New AI infrastructure offerings and integrations enable more open and accessible AI

Google Cloud and NVIDIA today announced a deepened partnership to enable the machine learning (ML) community with technology that accelerates their efforts to easily build, scale and manage generative AI applications.

To continue bringing AI breakthroughs to its products and developers, Google announced its adoption of the new NVIDIA Grace Blackwell AI computing platform, as well as the NVIDIA DGX Cloud service on Google Cloud.
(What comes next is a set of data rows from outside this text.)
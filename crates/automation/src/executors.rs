//! Action Executors — one async function per pipeline action kind, each
//! reporting `{ok, error, retry_count, duration_ms}`. Wrapped in the
//! retry+dead-letter logic by the Processor.

use std::time::{Duration, Instant};

use cw_bitable::BitableClient;
use cw_domain::record::Fields;
use cw_domain::rule::{Action, TableRef};

use crate::retry::{classify_status, with_retry, FailureClass};
use crate::ssrf_guard::check_allowed;
use crate::store::delay::DelayStore;
use crate::template::{render_map, render_template};

pub struct ExecutorConfig {
    pub max_retries: u32,
    pub retry_delay: Duration,
    pub retry_delay_max: Duration,
    pub http_allowed_domains: Vec<String>,
    pub http_timeout: Duration,
}

pub struct ActionOutcome {
    pub ok: bool,
    pub error: Option<String>,
    pub retry_count: u32,
    pub duration_ms: u64,
    /// Rendered template text, populated by `log.write`.
    pub rendered: Option<String>,
}

impl ActionOutcome {
    fn ok(started: Instant, retry_count: u32, rendered: Option<String>) -> Self {
        Self {
            ok: true,
            error: None,
            retry_count,
            duration_ms: started.elapsed().as_millis() as u64,
            rendered,
        }
    }

    fn err(started: Instant, retry_count: u32, message: String) -> Self {
        Self {
            ok: false,
            error: Some(message),
            retry_count,
            duration_ms: started.elapsed().as_millis() as u64,
            rendered: None,
        }
    }
}

fn resolve_app_token(target: &TableRef, default_app_token: &str) -> String {
    target.app_token.clone().unwrap_or_else(|| default_app_token.to_string())
}

pub async fn execute(
    action: &Action,
    default_app_token: &str,
    record_id: &str,
    current_fields: &Fields,
    bitable: &BitableClient,
    http: &reqwest::Client,
    delay_store: &DelayStore,
    rule_id: &str,
    cfg: &ExecutorConfig,
) -> ActionOutcome {
    let started = Instant::now();
    match action {
        Action::LogWrite { template } => {
            let rendered = render_template(template, current_fields);
            ActionOutcome::ok(started, 0, Some(rendered))
        }

        Action::BitableUpdate { target, fields } => {
            let app_token = resolve_app_token(target, default_app_token);
            let rendered = render_map(fields, current_fields);
            let locator = cw_domain::record::Locator::new(app_token, target.table_id.clone(), record_id.to_string());
            let (result, retries) = with_retry(
                cfg.max_retries,
                cfg.retry_delay,
                cfg.retry_delay_max,
                classify_error,
                || {
                    let locator = locator.clone();
                    let rendered = rendered.clone();
                    async move { bitable.update_record(&locator, &rendered).await }
                },
            )
            .await;
            match result {
                Ok(_) => ActionOutcome::ok(started, retries, None),
                Err(e) => ActionOutcome::err(started, retries, e.to_string()),
            }
        }

        Action::BitableUpsert { target, anchor_field, fields } => {
            let app_token = resolve_app_token(target, default_app_token);
            let rendered = render_map(fields, current_fields);
            let anchor_value = rendered.get(anchor_field).map(|v| v.render()).unwrap_or_default();
            let (result, retries) = with_retry(
                cfg.max_retries,
                cfg.retry_delay,
                cfg.retry_delay_max,
                classify_error,
                || {
                    let app_token = app_token.clone();
                    let table_id = target.table_id.clone();
                    let anchor_field = anchor_field.clone();
                    let anchor_value = anchor_value.clone();
                    let rendered = rendered.clone();
                    async move {
                        let existing = bitable.search_exact(&app_token, &table_id, &anchor_field, &anchor_value).await?;
                        match existing.into_iter().next() {
                            Some(found) => bitable.update_record(&found.locator, &rendered).await,
                            None => bitable.create_record(&app_token, &table_id, &rendered).await,
                        }
                    }
                },
            )
            .await;
            match result {
                Ok(_) => ActionOutcome::ok(started, retries, None),
                Err(e) => ActionOutcome::err(started, retries, e.to_string()),
            }
        }

        Action::CalendarCreate { title, start_field, end_field } => {
            let rendered_title = render_template(title, current_fields);
            let start_ms = current_fields.get(start_field).and_then(as_epoch_ms);
            let end_ms = current_fields.get(end_field).and_then(as_epoch_ms);
            let (Some(start_ms), Some(end_ms)) = (start_ms, end_ms) else {
                // Skipped cleanly when date fields are empty.
                return ActionOutcome::ok(started, 0, None);
            };
            let (result, retries) = with_retry(
                cfg.max_retries,
                cfg.retry_delay,
                cfg.retry_delay_max,
                classify_error,
                || {
                    let rendered_title = rendered_title.clone();
                    async move { bitable.create_calendar_event(&rendered_title, start_ms, end_ms).await }
                },
            )
            .await;
            match result {
                Ok(_) => ActionOutcome::ok(started, retries, None),
                Err(e) => ActionOutcome::err(started, retries, e.to_string()),
            }
        }

        Action::HttpRequest { method, url, headers, body } => {
            let rendered_body = body.clone();
            let parsed = match reqwest::Url::parse(url) {
                Ok(u) => u,
                Err(e) => return ActionOutcome::err(started, 0, format!("invalid url: {e}")),
            };
            if let Err(rejection) = check_allowed(&parsed, &cfg.http_allowed_domains) {
                return ActionOutcome::err(started, 0, format!("{rejection:?}"));
            }
            let (result, retries) = with_retry(
                cfg.max_retries,
                cfg.retry_delay,
                cfg.retry_delay_max,
                |e: &String| classify_status(e.parse().unwrap_or(0)),
                || {
                    let method = method.clone();
                    let parsed = parsed.clone();
                    let headers = headers.clone();
                    let rendered_body = rendered_body.clone();
                    async move { send_http(http, cfg.http_timeout, &method, parsed, &headers, rendered_body.as_ref()).await }
                },
            )
            .await;
            match result {
                // Response body is deliberately not logged; only status is surfaced.
                Ok(status) => ActionOutcome::ok(started, retries, Some(format!("http {status}"))),
                Err(status_or_err) => ActionOutcome::err(started, retries, status_or_err),
            }
        }

        Action::Delay { seconds, pipeline } => {
            let scheduled_at = chrono::Utc::now() + chrono::Duration::seconds(*seconds as i64);
            let task = cw_domain::delay::DelayTask::new(
                rule_id.to_string(),
                scheduled_at,
                serde_json::to_value(current_fields).unwrap_or_default(),
                pipeline.clone(),
            );
            delay_store.insert(task).await;
            ActionOutcome::ok(started, 0, None)
        }
    }
}

fn as_epoch_ms(value: &cw_domain::record::Value) -> Option<i64> {
    match value {
        cw_domain::record::Value::Date(ms) => Some(*ms),
        _ => None,
    }
}

fn classify_error(e: &cw_domain::error::Error) -> FailureClass {
    use cw_domain::error::ErrorCode;
    match e.code() {
        ErrorCode::Mcp002 | ErrorCode::Mcp003 => FailureClass::Permanent,
        _ => FailureClass::Transient,
    }
}

/// Returns the HTTP status code on success (2xx), or a status-shaped
/// error string the retry classifier can parse back into a status.
async fn send_http(
    client: &reqwest::Client,
    timeout: Duration,
    method: &str,
    url: reqwest::Url,
    headers: &std::collections::BTreeMap<String, String>,
    body: Option<&serde_json::Value>,
) -> Result<u16, String> {
    let method = reqwest::Method::from_bytes(method.as_bytes()).unwrap_or(reqwest::Method::POST);
    let mut builder = client.request(method, url).timeout(timeout.min(Duration::from_secs(10)));
    for (k, v) in headers {
        builder = builder.header(k, v);
    }
    if let Some(b) = body {
        builder = builder.json(b);
    }
    match builder.send().await {
        Ok(resp) => {
            let status = resp.status().as_u16();
            if resp.status().is_success() {
                Ok(status)
            } else {
                Err(status.to_string())
            }
        }
        Err(_) => Err("0".to_string()),
    }
}

#[cfg(test)]
mod tests {
    use super::*;
    use cw_domain::record::Value;

    #[test]
    fn log_write_renders_template_without_touching_network() {
        let fields: Fields = [("status".to_string(), Value::Text("done".into()))].into_iter().collect();
        let rendered = render_template("now {status}", &fields);
        assert_eq!(rendered, "now done");
    }

    #[test]
    fn as_epoch_ms_only_matches_date_values() {
        assert_eq!(as_epoch_ms(&Value::Date(123)), Some(123));
        assert_eq!(as_epoch_ms(&Value::Text("x".into())), None);
    }

    #[tokio::test]
    async fn calendar_create_skips_cleanly_with_missing_date_fields() {
        let dir = tempfile::tempdir().unwrap();
        let delay_store = DelayStore::new(dir.path());
        let tokens = std::sync::Arc::new(cw_bitable::TokenCache::new("id", "secret", "http://127.0.0.1:0"));
        let bitable = BitableClient::new("http://127.0.0.1:0", tokens, 1).unwrap();
        let http = reqwest::Client::new();
        let cfg = ExecutorConfig {
            max_retries: 1,
            retry_delay: Duration::from_millis(1),
            retry_delay_max: Duration::from_millis(5),
            http_allowed_domains: vec![],
            http_timeout: Duration::from_secs(1),
        };
        let action = Action::CalendarCreate {
            title: "x".into(),
            start_field: "start".into(),
            end_field: "end".into(),
        };
        let outcome = execute(&action, "app1", "rec1", &Fields::new(), &bitable, &http, &delay_store, "R001", &cfg).await;
        assert!(outcome.ok);
    }

    #[tokio::test]
    async fn http_request_rejects_disallowed_host_without_network_call() {
        let dir = tempfile::tempdir().unwrap();
        let delay_store = DelayStore::new(dir.path());
        let tokens = std::sync::Arc::new(cw_bitable::TokenCache::new("id", "secret", "http://127.0.0.1:0"));
        let bitable = BitableClient::new("http://127.0.0.1:0", tokens, 1).unwrap();
        let http = reqwest::Client::new();
        let cfg = ExecutorConfig {
            max_retries: 1,
            retry_delay: Duration::from_millis(1),
            retry_delay_max: Duration::from_millis(5),
            http_allowed_domains: vec!["example.com".into()],
            http_timeout: Duration::from_secs(1),
        };
        let action = Action::HttpRequest {
            method: "POST".into(),
            url: "http://localhost/hook".into(),
            headers: Default::default(),
            body: None,
        };
        let outcome = execute(&action, "app1", "rec1", &Fields::new(), &bitable, &http, &delay_store, "R001", &cfg).await;
        assert!(!outcome.ok);
    }

    #[tokio::test]
    async fn delay_action_enqueues_task_without_running_pipeline() {
        let dir = tempfile::tempdir().unwrap();
        let delay_store = DelayStore::new(dir.path());
        let tokens = std::sync::Arc::new(cw_bitable::TokenCache::new("id", "secret", "http://127.0.0.1:0"));
        let bitable = BitableClient::new("http://127.0.0.1:0", tokens, 1).unwrap();
        let http = reqwest::Client::new();
        let cfg = ExecutorConfig {
            max_retries: 1,
            retry_delay: Duration::from_millis(1),
            retry_delay_max: Duration::from_millis(5),
            http_allowed_domains: vec![],
            http_timeout: Duration::from_secs(1),
        };
        let action = Action::Delay { seconds: 60, pipeline: vec![] };
        let outcome = execute(&action, "app1", "rec1", &Fields::new(), &bitable, &http, &delay_store, "R001", &cfg).await;
        assert!(outcome.ok);
        assert_eq!(delay_store.list().await.len(), 1);
    }
}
Additionally, the NVIDIA H100-powered DGX Cloud platform is now generally available on Google Cloud.

Building on their recent collaboration to optimize the Gemma family of open models, Google also will adopt NVIDIA NIM inference microservices to provide developers with an open, flexible platform to train and deploy using their preferred tools and frameworks. The companies also announced support for JAX on NVIDIA GPUs and Vertex AI instances powered by NVIDIA H100 and L4 Tensor Core GPUs.

“The strength of our long-lasting partnership with NVIDIA begins at the hardware level and extends across our portfolio – from state-of-the-art GPU accelerators, to the software ecosystem, to our managed Vertex AI platform,” said Google Cloud CEO Thomas Kurian. “Together with NVIDIA, our team is committed to providing a highly accessible, open and comprehensive AI platform for ML developers.”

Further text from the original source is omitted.